The Arabic word for this type of literature is sīra, ‘geste’. Malhama, epic, is another term that is used. We might call them heroic tales, chivalric romances or even adventure stories. These long tales formed the stock-in-trade of professional storytellers, who recounted them in daily instalments to an enthralled audience. This tradition went on until the twentieth century, and still exists locally. It should be kept in mind that the tradition of telling these long epic tales stands apart from the more casual telling of various kinds of short stories, which may happen in any place or context, including the family circle.3
The epics were handed down in oral as well as in written form. Storytellers, often specialists in the performance of a specific epic, recited the tales in public spaces, and, along with these oral performances, manuscripts of the texts circulated widely. Owners of manuscripts, often storytellers themselves, but also booksellers, divided up the text into small volumes, which they rented out to readers.4 From the nineteenth century on, cheap printed editions became available, and the texts have been regularly reprinted up to the present day.

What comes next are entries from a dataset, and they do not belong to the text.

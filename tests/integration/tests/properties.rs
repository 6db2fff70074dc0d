//! Properties that hold for every protocol.

use fb_broker::{BrokerConfig, Outcome};
use fb_core::{AttributeKey, DefaultAttribute, RawAttributes};
use fb_protocol::{
    protocol_id, InboundMessage, OutboundInstruction, ProtocolAdapter, RejectReason,
    TargetDescriptor,
};

use crate::common::{
    broker_toml, instant, openid_assertion, openid_assertion_with_nonce, openid_return_to,
    saml_request_id, saml_response, wsfed_response, TestEnv, ACS, REPLY,
};

/// Builds the identity provider's answer to an instruction.
fn answer(
    protocol: &str,
    instruction: &OutboundInstruction,
    receiving_url: Option<&str>,
) -> anyhow::Result<InboundMessage> {
    match protocol {
        protocol_id::SAML2 => Ok(saml_response(
            &saml_request_id(instruction)?,
            receiving_url.unwrap_or(ACS),
        )),
        protocol_id::OPENID => match receiving_url {
            Some(url) => openid_assertion(url),
            None => openid_assertion(&openid_return_to(instruction)?),
        },
        protocol_id::WS_FEDERATION => {
            let wctx = instruction
                .query_param("wctx")
                .ok_or_else(|| anyhow::anyhow!("no wctx"))?;
            Ok(wsfed_response(&wctx, receiving_url.unwrap_or(REPLY)))
        }
        other => anyhow::bail!("no fixture for {other}"),
    }
}

const PROTOCOLS: [&str; 3] = [
    protocol_id::SAML2,
    protocol_id::OPENID,
    protocol_id::WS_FEDERATION,
];

#[tokio::test]
async fn test_replayed_response_completes_once() -> anyhow::Result<()> {
    let env = TestEnv::new()?;

    for protocol in PROTOCOLS {
        let session = format!("replay-{protocol}");
        let instruction = env
            .dispatcher
            .initiate(Some(protocol), &TargetDescriptor::new(), &session)
            .await?;
        let inbound = answer(protocol, &instruction, None)?;

        let first = env.dispatcher.complete(protocol, &session, &inbound).await;
        assert!(first.is_success(), "{protocol}: {first:?}");

        let second = env.dispatcher.complete(protocol, &session, &inbound).await;
        assert_eq!(
            second,
            Outcome::failure(RejectReason::Unverified),
            "{protocol}"
        );

        // A new exchange in the same session.
        env.dispatcher
            .initiate(Some(protocol), &TargetDescriptor::new(), &session)
            .await?;
        assert_eq!(
            env.dispatcher.complete(protocol, &session, &inbound).await,
            Outcome::failure(RejectReason::Unverified),
            "{protocol}: same session"
        );

        // A new exchange in another session.
        let other = format!("attacker-{protocol}");
        env.dispatcher
            .initiate(Some(protocol), &TargetDescriptor::new(), &other)
            .await?;
        assert_eq!(
            env.dispatcher.complete(protocol, &other, &inbound).await,
            Outcome::failure(RejectReason::Unverified),
            "{protocol}: other session"
        );
    }
    Ok(())
}

#[tokio::test]
async fn test_openid_response_nonce_is_accepted_once() -> anyhow::Result<()> {
    let env = TestEnv::new()?;
    let nonce = format!("{}reused", instant(0));

    let mut outcomes = Vec::new();
    for session in ["nonce-a", "nonce-b"] {
        let instruction = env
            .dispatcher
            .initiate(Some(protocol_id::OPENID), &TargetDescriptor::new(), session)
            .await?;
        let inbound = openid_assertion_with_nonce(&openid_return_to(&instruction)?, &nonce)?;
        outcomes.push(
            env.dispatcher
                .complete(protocol_id::OPENID, session, &inbound)
                .await,
        );
    }

    assert!(outcomes[0].is_success(), "{:?}", outcomes[0]);
    assert_eq!(outcomes[1], Outcome::failure(RejectReason::Unverified));
    Ok(())
}

#[tokio::test]
async fn test_wrong_recipient_is_rejected_despite_valid_signature() -> anyhow::Result<()> {
    let env = TestEnv::new()?;
    let elsewhere = [
        (protocol_id::SAML2, "https://evil.example.com/saml/acs"),
        (protocol_id::OPENID, "https://evil.example.com/openid/return"),
        (protocol_id::WS_FEDERATION, "https://evil.example.com/wsfed"),
    ];

    for (protocol, url) in elsewhere {
        let session = format!("recipient-{protocol}");
        let instruction = env
            .dispatcher
            .initiate(Some(protocol), &TargetDescriptor::new(), &session)
            .await?;
        let inbound = answer(protocol, &instruction, Some(url))?;

        let outcome = env.dispatcher.complete(protocol, &session, &inbound).await;
        assert_eq!(
            outcome,
            Outcome::failure(RejectReason::RecipientMismatch),
            "{protocol}"
        );
    }
    Ok(())
}

#[tokio::test]
async fn test_invalid_signature_is_rejected() -> anyhow::Result<()> {
    let env = TestEnv::with_rejecting_verifier()?;

    for protocol in [protocol_id::SAML2, protocol_id::WS_FEDERATION] {
        let session = format!("signature-{protocol}");
        let instruction = env
            .dispatcher
            .initiate(Some(protocol), &TargetDescriptor::new(), &session)
            .await?;
        let inbound = answer(protocol, &instruction, None)?;

        let outcome = env.dispatcher.complete(protocol, &session, &inbound).await;
        assert_eq!(
            outcome,
            Outcome::failure(RejectReason::SignatureInvalid),
            "{protocol}"
        );
        assert!(env.store.is_empty());
    }
    Ok(())
}

#[tokio::test]
async fn test_tampered_openid_assertion_is_rejected() -> anyhow::Result<()> {
    let env = TestEnv::new()?;
    let instruction = env
        .dispatcher
        .initiate(Some(protocol_id::OPENID), &TargetDescriptor::new(), "tamper")
        .await?;

    let mut inbound = openid_assertion(&openid_return_to(&instruction)?)?;
    inbound
        .parameters
        .insert("openid.ax.value.last".into(), "Mallory".into());

    let outcome = env
        .dispatcher
        .complete(protocol_id::OPENID, "tamper", &inbound)
        .await;
    assert_eq!(outcome, Outcome::failure(RejectReason::SignatureInvalid));
    Ok(())
}

#[tokio::test]
async fn test_unmapped_attributes_pass_through() -> anyhow::Result<()> {
    let env = TestEnv::new()?;

    let instruction = env
        .dispatcher
        .initiate(Some(protocol_id::WS_FEDERATION), &TargetDescriptor::new(), "attrs")
        .await?;
    let outcome = env
        .dispatcher
        .complete(
            protocol_id::WS_FEDERATION,
            "attrs",
            &answer(protocol_id::WS_FEDERATION, &instruction, None)?,
        )
        .await;

    let Outcome::Success { attributes, .. } = outcome else {
        anyhow::bail!("expected success, got {outcome:?}");
    };
    assert_eq!(attributes.len(), 2);
    assert_eq!(
        attributes
            .get_default(DefaultAttribute::LastName)
            .and_then(|v| v.first()),
        Some("Doe")
    );
    assert_eq!(
        attributes
            .get_raw("urn:corp/department")
            .and_then(|v| v.first()),
        Some("R&D")
    );
    Ok(())
}

#[tokio::test]
async fn test_mapping_never_drops_attributes() -> anyhow::Result<()> {
    let env = TestEnv::new()?;
    let adapter = env
        .dispatcher
        .registry()
        .get(protocol_id::SAML2)
        .ok_or_else(|| anyhow::anyhow!("saml2 not registered"))?;

    let raw = RawAttributes::new()
        .with("urn:oid:2.5.4.4", vec!["Doe".into()])
        .with("urn:oid:2.5.4.42", vec!["Alice".into()])
        .with("urn:example:unknown", vec!["x".into(), "y".into()]);
    let distinct_in = raw.distinct_len();

    let map = adapter.map_attributes(raw);

    assert!(map.len() >= distinct_in);
    assert!(map
        .get(&AttributeKey::Default(DefaultAttribute::FirstName))
        .is_some());
    assert_eq!(
        map.get_raw("urn:example:unknown").map(|v| v.values().len()),
        Some(2)
    );
    Ok(())
}

#[tokio::test]
async fn test_uri_resolution_is_deterministic() -> anyhow::Result<()> {
    let a = BrokerConfig::from_toml_str(&broker_toml())?;
    let b = BrokerConfig::from_toml_str(&broker_toml())?;

    for attribute in DefaultAttribute::ALL {
        assert_eq!(
            a.attributes.resolve_uri(protocol_id::SAML2, attribute),
            b.attributes.resolve_uri(protocol_id::SAML2, attribute)
        );
    }

    let env = TestEnv::new()?;
    let adapter = env
        .dispatcher
        .registry()
        .get(protocol_id::SAML2)
        .ok_or_else(|| anyhow::anyhow!("saml2 not registered"))?;
    assert_eq!(
        adapter.find_attribute_uri(DefaultAttribute::LastName),
        adapter.find_attribute_uri(DefaultAttribute::LastName)
    );
    Ok(())
}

These narratives usually present legendary versions of historical events, and famous historical figures play leading roles in them. Fantastic elements play a major part in some of them, less so in others. A number of stock characters appear in all of them, varying in appearance and character. The periods, geographical regions and social backgrounds in which the tales are set differ widely. The Sīrat Banī Hilāl, still performed in Egypt, is a legendary account of the westward emigration and adventures of the Arabian tribe of the Banū Hilāl.
Sīrat ʿAntar, about the legendary pre-Islamic Bedouin hero ʿAntar ibn Shaddād, is set in the context of rivalries between Bedouin tribes, and this is also a major element in Sīrat al-amīra Dhāt al-Himma, which describes the adventures of Princess Dhāt al-Himma and her warriors in their continuing struggle with the Byzantines. Sīrat al-malik al-Zāhir Baybars is a legendary account of the exploits of the Mameluke sultan Baybars, who lived in the thirteenth century.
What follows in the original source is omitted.